Re: [AMBER] NAB nmode memory requirements

From: Jason Swails <jason.swails.gmail.com>
Date: Mon, 10 Dec 2012 14:51:13 -0500

In addition to what Dave said, I would suggest against using mpinab. If
you desire parallelism that much, go with OpenMP instead. The problem with
MPI in this case is that memory is not shared. Each thread has its own
data, in addition to a buffer that is commonly used for MPI operations,
like reductions and gathers. Therefore, for MPI I think you can expect
each thread to use 9.5 GB of RAM, including perhaps a second copy of the
Hessian for a MPI_Reduce. All told, if I assume you have 16 cores on your
node with 48 GB, I would expect your job to need ~150 GB of RAM.
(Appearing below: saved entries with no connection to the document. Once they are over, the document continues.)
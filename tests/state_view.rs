use ffc_terminal::filters::ALL_TEAMS_OPTION;
use ffc_terminal::sample;
use ffc_terminal::state::{AppState, LeadersSection};

fn loaded_state() -> AppState {
    let mut state = AppState::new();
    state.standings = sample::standings();
    state.playoff_games = sample::playoff_games();
    state.scores = sample::scores();
    state.schedule = sample::schedule();
    state.stats = sample::player_stats();
    state
}

#[test]
fn podium_agrees_with_page_one() {
    let state = loaded_state();
    let ranked = state.ranked_leaders(LeadersSection::Skaters);
    assert!(ranked.len() >= 3);
    for (idx, entry) in ranked.iter().take(3).enumerate() {
        assert_eq!(entry.rank, idx + 1);
    }
}

#[test]
fn defensemen_are_a_subset_of_skaters() {
    let state = loaded_state();
    let skaters = state.leaders_pool(LeadersSection::Skaters);
    let defensemen = state.leaders_pool(LeadersSection::Defensemen);
    let goalies = state.leaders_pool(LeadersSection::Goaltenders);

    assert!(defensemen.iter().all(|r| r.position_code == "D"));
    assert!(defensemen.len() < skaters.len());
    assert!(skaters.iter().all(|r| !r.is_goalie()));
    assert!(goalies.iter().all(|r| r.is_goalie()));
}

#[test]
fn goalie_floor_defaults_to_its_maximum_and_hides_backups() {
    let state = loaded_state();
    let filter = state.goalie_min_games().expect("sample pool is large enough");
    assert_eq!(filter.step, 5);
    assert_eq!(state.effective_min_games(), Some(filter.max_value));

    let ranked = state.ranked_leaders(LeadersSection::Goaltenders);
    assert!(ranked.iter().all(|r| r.row.full_name != "Backup Goalie"));
}

#[test]
fn lowering_the_floor_admits_backups() {
    let mut state = loaded_state();
    state.leaders_section = LeadersSection::Goaltenders;
    let filter = state.goalie_min_games().expect("filter present");
    let steps_to_zero = (filter.max_value / filter.step) as i64 + 1;
    state.adjust_min_games(-steps_to_zero);
    assert_eq!(state.effective_min_games(), Some(0));

    let ranked = state.ranked_leaders(LeadersSection::Goaltenders);
    assert!(ranked.iter().any(|r| r.row.full_name == "Backup Goalie"));
}

#[test]
fn team_filter_narrows_the_pool() {
    let mut state = loaded_state();
    assert_eq!(state.team, ALL_TEAMS_OPTION);
    state.team = "Boston Bruins".to_string();
    let pool = state.leaders_pool(LeadersSection::Skaters);
    assert!(!pool.is_empty());
    assert!(pool.iter().all(|r| r.team_full_name == "Boston Bruins"));

    let scores = state.scores_rows();
    assert!(scores.iter().all(|g| {
        g.home_team_full_name == "Boston Bruins" || g.away_team_full_name == "Boston Bruins"
    }));
}

#[test]
fn team_options_lead_with_the_sentinel() {
    let state = loaded_state();
    let options = state.team_options();
    assert_eq!(options.first().map(String::as_str), Some(ALL_TEAMS_OPTION));
    let mut rest = options[1..].to_vec();
    let sorted = {
        rest.sort();
        rest
    };
    assert_eq!(options[1..], sorted[..]);
}

#[test]
fn changing_tab_resets_pagination() {
    let mut state = loaded_state();
    state.leaders_page = 7;
    state.next_leaders_tab();
    assert_eq!(state.leaders_page, 1);
}

#[test]
fn page_clamp_never_leaves_valid_range() {
    let mut state = loaded_state();
    state.leaders_page = 999;
    let total = state.leaders_total_pages();
    assert!(state.clamped_page() >= 1);
    assert!(state.clamped_page() <= total);

    state.stats.clear();
    assert_eq!(state.leaders_total_pages(), 1);
    assert_eq!(state.clamped_page(), 1);
    assert!(state.ranked_leaders(LeadersSection::Skaters).is_empty());
}

#[test]
fn season_options_fall_back_to_sample_season() {
    let state = AppState::new();
    assert_eq!(state.season_options(), vec![sample::SAMPLE_SEASON]);
    assert_eq!(state.selected_season(), sample::SAMPLE_SEASON);
}

#[test]
fn log_ring_is_bounded() {
    let mut state = AppState::new();
    for i in 0..120 {
        state.push_log(format!("[INFO] event {i}"));
    }
    assert_eq!(state.logs.len(), 50);
    assert_eq!(state.logs.back().map(String::as_str), Some("[INFO] event 119"));
}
If someone tried parallelizing the construction of the hessian and added a
reduce buffer to collect the contributions from each node, go ahead and
double this to get ~300 GB.

Of course the flaw in the above analysis is that I think NAB takes
advantage of the fact that the Hessian is symmetric, so it only needs to
store the upper triangular portion of the matrix in addition to the
diagonal elements, cutting the memory requirements (almost) in half. Of
course, the BLAS routines responsible for diagonalizing the Hessian needs
some scratch space allocated for the calculation, which would seem
reasonable to me that the memory requirements jump back to the 200 GB range.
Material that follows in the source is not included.